Faith, not Doubt, Opens Hearts and Homes

Lydia came to faith in Jesus Christ when she heard the Gospel preached by Paul, and the Lord opened her heart. She did not come to believe by doubling down on doubt. Zaccheus came to faith in Jesus Christ when the Nazarene invited the vertically-challenged tax collector to clamber down the sycamore and let the Lord come to his house. He did not stumble through doubt-clouds and somehow find his way to truth. Nicodemus visited Jesus at night, not because he doubted the veracity of Jesus’ claims, but because he wanted to understand them. Even Thomas, made famous by first doubting the rest of the disciples’ claims that Jesus was alive, did not come to believe because of his doubt. He was kept from faith for a while because of it, and when he finally did believe, he was chided by the Lord with these words: “Have you believed because you have seen Me? Blessed are those who have not seen and yet have believed.”

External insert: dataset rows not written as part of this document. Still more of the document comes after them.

/// Bounded AP → station association table.
///
/// One entry per access point holding the distinct stations seen
/// transmitting to it. Both dimensions are fixed at compile time, so the
/// memory footprint does not depend on how noisy the RF environment is.
///
/// Only APs marked active for the current cycle accept observations;
/// frames addressed to anything else are dropped silently.
use heapless::Vec;

/// Outcome of a single [`AssociationTable::observe`] call.
#[derive(Debug, Clone, Copy, PartialEq, Eq)]
pub enum Observed {
    /// New station recorded under the AP
    Added,
    /// Station already recorded (under this AP or an earlier one)
    Duplicate,
    /// AP's station set is full; observation dropped
    Saturated,
    /// AP is not part of the current cycle
    UnknownAp,
}

#[derive(Debug)]
struct Entry<const STATIONS: usize> {
    ap: [u8; 6],
    active: bool,
    stations: Vec<[u8; 6], STATIONS>,
}

impl<const STATIONS: usize> Entry<STATIONS> {
    fn new(ap: [u8; 6]) -> Self {
        Self {
            ap,
            active: true,
            stations: Vec::new(),
        }
    }
}

#[derive(Debug)]
pub struct AssociationTable<const APS: usize, const STATIONS: usize> {
    entries: Vec<Entry<STATIONS>, APS>,
}

impl<const APS: usize, const STATIONS: usize> AssociationTable<APS, STATIONS> {
    pub const fn new() -> Self {
        Self {
            entries: Vec::new(),
        }
    }

    /// Mark the APs scanned this cycle as the only ones accepting observations.
    ///
    /// Without `retain`, every station set starts empty. With `retain`, sets of
    /// re-scanned APs carry over; entries for APs missing from this scan are
    /// kept until their slot is needed, oldest first.
    pub fn begin_cycle<I>(&mut self, aps: I, retain: bool)
    where
        I: IntoIterator<Item = [u8; 6]>,
    {
        for entry in self.entries.iter_mut() {
            entry.active = false;
        }

        for ap in aps {
            if let Some(entry) = self.entries.iter_mut().find(|e| e.ap == ap) {
                entry.active = true;
                continue;
            }
            if self.entries.is_full() {
                match self.entries.iter().position(|e| !e.active) {
                    Some(idx) => {
                        self.entries.remove(idx);
                    }
                    None => {
                        log::debug!("association table full, not tracking AP");
                        continue;
                    }
                }
            }
            let _ = self.entries.push(Entry::new(ap));
        }

        if !retain {
            self.entries.retain(|e| e.active);
            for entry in self.entries.iter_mut() {
                entry.stations.clear();
            }
        }
    }

    /// Record that `station` was seen transmitting to `ap`.
    ///
    /// Idempotent per station; within a cycle the first AP a station is seen
    /// under keeps it. Retained sets of APs outside this cycle do not count.
    pub fn observe(&mut self, ap: &[u8; 6], station: &[u8; 6]) -> Observed {
        let Some(idx) = self.entries.iter().position(|e| e.active && e.ap == *ap) else {
            return Observed::UnknownAp;
        };
        if self
            .entries
            .iter()
            .filter(|e| e.active)
            .any(|e| e.stations.contains(station))
        {
            return Observed::Duplicate;
        }
        match self.entries[idx].stations.push(*station) {
            Ok(()) => Observed::Added,
            Err(_) => Observed::Saturated,
        }
    }

    /// Clear one AP's station set.
    pub fn reset(&mut self, ap: &[u8; 6]) {
        if let Some(entry) = self.entries.iter_mut().find(|e| e.ap == *ap) {
            entry.stations.clear();
        }
    }

    /// Drop every entry, retained or not.
    pub fn clear(&mut self) {
        self.entries.clear();
    }

    /// Number of distinct stations recorded for `ap` (0 when unknown).
    pub fn count(&self, ap: &[u8; 6]) -> usize {
        self.stations(ap).len()
    }

    pub fn stations(&self, ap: &[u8; 6]) -> &[[u8; 6]] {
        self.entries
            .iter()
            .find(|e| e.ap == *ap)
            .map(|e| e.stations.as_slice())
            .unwrap_or(&[])
    }

    /// Sum of station counts over the APs active this cycle.
    pub fn total(&self) -> usize {
        self.entries
            .iter()
            .filter(|e| e.active)
            .map(|e| e.stations.len())
            .sum()
    }

    pub fn is_active(&self, ap: &[u8; 6]) -> bool {
        self.entries.iter().any(|e| e.active && e.ap == *ap)
    }
}

impl<const APS: usize, const STATIONS: usize> Default for AssociationTable<APS, STATIONS> {
    fn default() -> Self {
        Self::new()
    }
}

Do you know what Lydia did when she became a Christian? Lydia opened her home. I love that. The Lord opened her heart. And Lydia opened her home. She did not go to seminary. She did not start a ministry. She did not go on a preaching crusade. Not that any of those are bad. But Lydia opened her home. Edith Schaeffer said once, “Every Christian home is meant to have a door that swings open.”

I believe it’s one of the first and finest fruits of the Father’s followers. He opens our hearts. We open our homes. Jesus said to Zaccheus, “Come down, I’m coming over to your house for supper.” When Levi, also called Matthew, the tax collector met Jesus, what was the first thing he did? He had a party and invited all of his tax collector friends over. He opened his home to Jesus and a big pile of lost people who needed to meet the Savior.

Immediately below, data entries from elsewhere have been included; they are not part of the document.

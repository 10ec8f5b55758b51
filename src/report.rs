/// Ranking and report building.
///
/// Turns the frozen AP records of a cycle plus a GPS snapshot into ordered
/// rows for whatever renders them (console table, NDJSON, a display).
/// Pure: no I/O, no logging.
use core::cmp::Reverse;
use core::fmt;

use heapless::{String, Vec};

use crate::cycle::ApRecord;
use crate::nmea::{DateTime, FixState};
use crate::protocol::MacString;

/// Radio band inferred from the channel number alone.
#[derive(Debug, Clone, Copy, PartialEq, Eq)]
pub enum Band {
    Ghz2_4,
    Ghz5,
    Ghz6,
    Unknown,
}

impl Band {
    /// 1–14 is 2.4 GHz, 36–165 is 5 GHz, anything else up to 233 is 6 GHz.
    pub fn from_channel(channel: u8) -> Self {
        match channel {
            1..=14 => Band::Ghz2_4,
            36..=165 => Band::Ghz5,
            1..=233 => Band::Ghz6,
            _ => Band::Unknown,
        }
    }

    pub fn as_str(&self) -> &'static str {
        match self {
            Band::Ghz2_4 => "2.4G",
            Band::Ghz5 => "5G",
            Band::Ghz6 => "6G",
            Band::Unknown => "???",
        }
    }
}

/// Security class reported by the active scan.
#[derive(Debug, Clone, Copy, PartialEq, Eq)]
pub enum Security {
    Open,
    Wep,
    Wpa,
    Wpa2,
    WpaWpa2,
    Wpa3,
    Wpa2Wpa3,
    /// Anything the driver reports outside the classes above (WAPI, OWE, …)
    Unknown,
}

impl Security {
    pub fn as_str(&self) -> &'static str {
        match self {
            Security::Open => "OPEN",
            Security::Wep => "WEP",
            Security::Wpa => "WPA",
            Security::Wpa2 => "WPA2",
            Security::WpaWpa2 => "WPA/WPA2",
            Security::Wpa3 => "WPA3",
            Security::Wpa2Wpa3 => "WPA2/WPA3",
            Security::Unknown => "UNKNOWN",
        }
    }
}

/// GPS columns of a report row. Stale coordinates never make it in here.
#[derive(Debug, Clone, Copy, PartialEq)]
pub enum FixField {
    Position { lat: f64, lon: f64 },
    /// Receiver is talking but has no position solution
    NoFix,
    /// Nothing heard from the receiver yet
    NoData,
}

impl FixField {
    pub fn from_state(fix: &FixState) -> Self {
        match fix.position() {
            Some((lat, lon)) => FixField::Position { lat, lon },
            None if fix.has_data() => FixField::NoFix,
            None => FixField::NoData,
        }
    }

    /// Wire label used in NDJSON messages.
    pub fn as_str(&self) -> &'static str {
        match self {
            FixField::Position { .. } => "fix",
            FixField::NoFix => "no_fix",
            FixField::NoData => "no_data",
        }
    }

    pub fn coordinates(&self) -> Option<(f64, f64)> {
        match *self {
            FixField::Position { lat, lon } => Some((lat, lon)),
            _ => None,
        }
    }
}

impl fmt::Display for FixField {
    fn fmt(&self, f: &mut fmt::Formatter<'_>) -> fmt::Result {
        match self {
            FixField::Position { lat, lon } => write!(f, "{lat:.6},{lon:.6}"),
            FixField::NoFix => f.write_str("no fix"),
            FixField::NoData => f.write_str("no data"),
        }
    }
}

/// One access point in a cycle report.
#[derive(Debug, Clone, PartialEq)]
pub struct ReportRow {
    pub ssid: String<32>,
    pub bssid: [u8; 6],
    pub band: Band,
    pub channel: u8,
    pub rssi: i8,
    pub security: Security,
    pub clients: u8,
    pub fix: FixField,
    pub time: Option<DateTime>,
}

/// Everything a reporter needs to render one discovery cycle.
#[derive(Debug, Clone, PartialEq)]
pub struct Report<const N: usize> {
    pub cycle: u32,
    pub rows: Vec<ReportRow, N>,
    pub fix: FixField,
    pub time: Option<DateTime>,
    /// The active scan failed; `rows` is empty
    pub scan_failed: bool,
}

impl<const N: usize> Report<N> {
    /// Report with no rows, e.g. after a failed scan.
    pub fn empty(cycle: u32, fix: &FixState, scan_failed: bool) -> Self {
        Self {
            cycle,
            rows: Vec::new(),
            fix: FixField::from_state(fix),
            time: fix.time,
            scan_failed,
        }
    }

    pub fn total_clients(&self) -> u16 {
        self.rows.iter().map(|r| r.clients as u16).sum()
    }
}

/// Build the report for a cycle.
///
/// With `sort_by_rssi`, rows are ordered strongest first; equal signal
/// strengths keep their scan order.
pub fn build<const N: usize>(
    cycle: u32,
    records: &[ApRecord],
    fix: &FixState,
    sort_by_rssi: bool,
) -> Report<N> {
    let mut order: Vec<&ApRecord, N> = records.iter().take(N).collect();
    if sort_by_rssi {
        order.sort_unstable_by_key(|r| (Reverse(r.rssi), r.scan_order));
    }

    let mut report = Report::empty(cycle, fix, false);
    for record in order {
        let _ = report.rows.push(ReportRow {
            ssid: record.ssid.clone(),
            bssid: record.bssid,
            band: Band::from_channel(record.channel),
            channel: record.channel,
            rssi: record.rssi,
            security: record.security,
            clients: record.clients,
            fix: report.fix,
            time: report.time,
        });
    }
    report
}

/// Format a 6-byte MAC address into "AA:BB:CC:DD:EE:FF" string
pub fn format_mac(mac: &[u8; 6], buf: &mut MacString) {
    use core::fmt::Write;
    let _ = write!(
        buf,
        "{:02X}:{:02X}:{:02X}:{:02X}:{:02X}:{:02X}",
        mac[0], mac[1], mac[2], mac[3], mac[4], mac[5]
    );
}

#[cfg(test)]
mod tests {
    use super::*;

    fn record(n: u8, rssi: i8, channel: u8) -> ApRecord {
        ApRecord {
            bssid: [0x10, 0, 0, 0, 0, n],
            ssid: String::try_from("net").unwrap(),
            channel,
            rssi,
            security: Security::Wpa2,
            clients: n,
            scan_order: n,
        }
    }

    fn valid_fix() -> FixState {
        FixState {
            latitude: 48.1173,
            longitude: 11.516_667,
            valid: true,
            satellites: 8,
            time: DateTime::new(2026, 10, 17, 12, 0, 0),
            sentences: 2,
        }
    }

    // ── Ranking ──────────────────────────────────────────────────────

    #[test]
    fn sorted_rows_are_non_increasing_in_rssi() {
        let records = [
            record(0, -70, 1),
            record(1, -40, 6),
            record(2, -90, 11),
            record(3, -55, 36),
        ];
        let report: Report<8> = build(1, &records, &FixState::new(), true);
        let rssi: heapless::Vec<i8, 8> = report.rows.iter().map(|r| r.rssi).collect();
        assert_eq!(rssi.as_slice(), &[-40, -55, -70, -90]);
    }

    #[test]
    fn equal_rssi_keeps_scan_order() {
        let records = [
            record(0, -60, 1),
            record(1, -50, 6),
            record(2, -60, 11),
            record(3, -60, 36),
        ];
        let report: Report<8> = build(1, &records, &FixState::new(), true);
        let order: heapless::Vec<u8, 8> = report.rows.iter().map(|r| r.bssid[5]).collect();
        assert_eq!(order.as_slice(), &[1, 0, 2, 3]);
    }

    #[test]
    fn unsorted_report_keeps_scan_order() {
        let records = [record(0, -90, 1), record(1, -20, 6)];
        let report: Report<8> = build(1, &records, &FixState::new(), false);
        assert_eq!(report.rows[0].bssid[5], 0);
        assert_eq!(report.rows[1].bssid[5], 1);
    }

    #[test]
    fn rows_carry_counts_and_labels() {
        let records = [record(3, -60, 149)];
        let report: Report<4> = build(5, &records, &FixState::new(), true);
        let row = &report.rows[0];
        assert_eq!(report.cycle, 5);
        assert_eq!(row.clients, 3);
        assert_eq!(row.band, Band::Ghz5);
        assert_eq!(row.security.as_str(), "WPA2");
        assert_eq!(report.total_clients(), 3);
    }

    #[test]
    fn rows_beyond_capacity_are_dropped() {
        let records = [record(0, -90, 1), record(1, -20, 6), record(2, -10, 11)];
        let report: Report<2> = build(1, &records, &FixState::new(), true);
        assert_eq!(report.rows.len(), 2);
        assert_eq!(report.rows[0].bssid[5], 1);
    }

    // ── Fix columns ──────────────────────────────────────────────────

    #[test]
    fn valid_fix_is_joined_into_every_row() {
        let records = [record(0, -50, 1), record(1, -60, 6)];
        let report: Report<4> = build(1, &records, &valid_fix(), true);
        for row in &report.rows {
            let (lat, lon) = row.fix.coordinates().unwrap();
            assert!((lat - 48.1173).abs() < 1e-9);
            assert!((lon - 11.516_667).abs() < 1e-9);
            assert_eq!(row.time.map(|t| t.year), Some(2026));
        }
    }

    #[test]
    fn invalid_fix_never_exposes_stale_coordinates() {
        let mut fix = valid_fix();
        fix.valid = false;
        let report: Report<4> = build(1, &[record(0, -50, 1)], &fix, true);
        assert_eq!(report.rows[0].fix, FixField::NoFix);
        assert!(report.fix.coordinates().is_none());
    }

    #[test]
    fn silent_receiver_reports_no_data() {
        let report: Report<4> = Report::empty(1, &FixState::new(), true);
        assert_eq!(report.fix, FixField::NoData);
        assert!(report.scan_failed);
        assert!(report.rows.is_empty());
    }

    #[test]
    fn fix_field_display() {
        let mut s: heapless::String<32> = heapless::String::new();
        core::fmt::write(&mut s, format_args!("{}", FixField::Position { lat: -1.5, lon: 2.25 }))
            .unwrap();
        assert_eq!(s.as_str(), "-1.500000,2.250000");

        s.clear();
        core::fmt::write(&mut s, format_args!("{}", FixField::NoFix)).unwrap();
        assert_eq!(s.as_str(), "no fix");
    }

    // ── Labels ───────────────────────────────────────────────────────

    #[test]
    fn band_from_channel() {
        assert_eq!(Band::from_channel(1), Band::Ghz2_4);
        assert_eq!(Band::from_channel(14), Band::Ghz2_4);
        assert_eq!(Band::from_channel(36), Band::Ghz5);
        assert_eq!(Band::from_channel(165), Band::Ghz5);
        assert_eq!(Band::from_channel(20), Band::Ghz6);
        assert_eq!(Band::from_channel(233), Band::Ghz6);
        assert_eq!(Band::from_channel(0), Band::Unknown);
        assert_eq!(Band::from_channel(234), Band::Unknown);
    }

    #[test]
    fn format_mac_uppercase_colon_separated() {
        let mut buf = MacString::new();
        format_mac(&[0xAA, 0xBB, 0xCC, 0xDD, 0xEE, 0x01], &mut buf);
        assert_eq!(buf.as_str(), "AA:BB:CC:DD:EE:01");
    }
}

There’s the story that is told of a South Carolina judge, Alexander Sanders, whose wife called him home one day because something terrible had happened. Their little girl’s turtle had died, and she was absolutely inconsolable. As a three year old, she just didn’t understand the ways of life and death. The judge offered to buy her another one. “No! It wouldn’t be the same one.” He tried everything, and finally said, “Well, we have to have a funeral for Carl.” She looked puzzled, so the judge told her a funeral is where they invite all of her little friends over, and have ice cream and cake and lemonade and play outside and celebrate the life of her turtle. That did it. She was very excited about that, and so she and her father started to plan the party and who to invite. Then it happened. The turtle stuck his legs out. Then his head. The father was relieved and knew his daughter would be, too. But when he looked at her expecting to see tears of joy, she said, “Daddy, let’s kill it.” What’s the moral to that story? It’s not, “kill turtles.” No. The moral is, “everybody loves a party.” So, have one. Invite doubters, skeptics, and others who don’t know Jesus.

The answer, my friend, is not blowing in the wind. The answer is written in God’s Word. Don’t celebrate doubt. Investigate the truth. Read the Bible. Talk to someone who knows Jesus. Email me and we will have lunch. I would love to meet you and tell you why I believe.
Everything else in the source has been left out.